Um diese alte und kostbare Tradition zu fördern, haben zwei junge Amerikanerinnen vor einigen Jahren die Letter Writers Alliance gegründet. Um ihrem Motto „Schreibt mehr Briefe“ Nachdruck zu verleihen und die Menschen zum Schreiben anzuregen, bieten sie auf ihrer Webseite viele nützliche Kleinigkeiten an: Briefpapier, Stempel, Aufkleber und Stifte sollen Spaß machen und inspirieren.

LWA

Und seit heute bin ich auch offizielles Mitglied der Vereinigung!

 

 

Überleben oder Farbe?

Unser Patenkind leidet am ersten tödlichen Männerschnupfen seines noch kurzen Erwachsenenlebens und wir wollen ihm etwas Gutes tun. Neben Bonbons als Seelentrost sind da natürlich Tempotaschentücher enorm wichtig. 
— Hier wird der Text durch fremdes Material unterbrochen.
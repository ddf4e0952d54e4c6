/*
** This file is a part of Xylem (XML tree loader for configuration data)
**
** Xylem is free software: you can redistribute it and/or modify it
** under the terms of the GNU Lesser General Public License as
** published by the Free Software Foundation, either version 3 of
** the License, or (at your option) any later version.
*/

mod error;
mod location;

use std::io::Read;
use std::ops::Range;

use memchr::memchr;

use crate::decoder::Decoder;
use crate::decoder::Encoding;

pub use error::ScanError;
pub(crate) use error::description;
pub use location::Location;

/// A structural event delivered by the [Scanner].
#[derive(Debug, Eq, PartialEq)]
pub enum ScanEvent<'a> {
    /// The scan started.
    DocOpen,

    /// The input was consumed without an error.
    DocClose,

    /// A start tag. The argument is the element name; it is delivered as
    /// soon as the name is scanned, before any of its attributes.
    TagOpen(&'a str),

    /// An end tag. A non-empty name closes the named element; an empty
    /// name closes the element opened by the preceding TagOpen without
    /// content (the `<name/>` form).
    TagClose(&'a str),

    /// An attribute of the last opened tag. Arguments are the attribute
    /// name and the attribute value; each attribute is a separate event.
    Attr(&'a str, &'a str),

    /// A fragment of character data. The flag is true on the first
    /// fragment of a text run; a run split by buffer refills delivers
    /// further fragments with the flag false, and consumers are expected
    /// to concatenate them.
    Text(&'a str, bool),
}

/// Receiver for the [Scanner] events.
///
/// Returning an error stops the scan immediately; [ScanError::Cancelled]
/// is reserved for handlers that want to abort without blaming the input.
pub trait ScanHandler {
    fn handle_event(&mut self, event: &ScanEvent) -> Result<(), ScanError>;
}

// Delimiter classification tables, one lookup per scanned byte. Bytes
// above 0x7f never terminate a token so multi-byte characters need no
// special casing in the scan loops.
struct StopTable([bool; 256]);

impl StopTable {
    const fn new(stops: &[u8]) -> StopTable {
        let mut table = [false; 256];
        let mut i = 0;
        while i < stops.len() {
            table[stops[i] as usize] = true;
            i += 1;
        }
        StopTable(table)
    }

    fn contains(&self, b: u8) -> bool {
        self.0[b as usize]
    }
}

const TAG_NAME_STOPS: StopTable = StopTable::new(b" \t\r\n>");
const ATTR_NAME_STOPS: StopTable = StopTable::new(b" \t\r\n=>/");
const ATTR_VALUE_STOPS: StopTable = StopTable::new(b" \t\r\n>/?");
So steuere ich im Supermarkt zielstrebig das Regal in der Hygieneabteilung an und greife das größte Paket der Firma Tempo heraus. 

„NEIN“, schreit meine Frau entsetzt auf, „das sind doch bunte! Die können wir doch einem Jungen nicht mitbringen!“

„Was?“, gebe ich zurück, „der Bursche soll da reinrotzen, nicht die Tücher angucken!“

Neben mir kichert eine junge Frau „Ja, ja, das sage ich meinem Mann auch immer. Der will sowas auch nicht.“

„Ach, Männer,“ motze ich abfällig, „alles Warmduscher! Sterben an einem kleinen Schnüpferchen, aber ein bißchen Farbe im Leben wollen sie nicht.“

Der Gatte der Dame steht verlegen daneben und murmel mit hochrotem Kopf „Aber ich mag doch keine bunten Taschentücher.“ 

„Na gut“, sage ich, „eigentlich soll man solchen Unfug nicht unterstützen, aber dann nehmen wir halt langweilig weiße. Nicht daß der Junge seelischen Schaden nimmt und ich Ärger mit den Eltern kriege.“

Der Mann seufzt erleichtert auf; wieder ein Leidensgenosse vor Peinlichkeiten gerettet. Seine Frau zwinkert mir amüsiert zu und zieht mit ihm im Schlepptau weiter in die Tiefen des Konsumtempels. 

Auf dem Firmenklo

Gestern nachmittag, beim letzten Klogang vor Feierabend, schlug mit ein seltsamer Geruch entgegen, als ich das Firmenklo betrat.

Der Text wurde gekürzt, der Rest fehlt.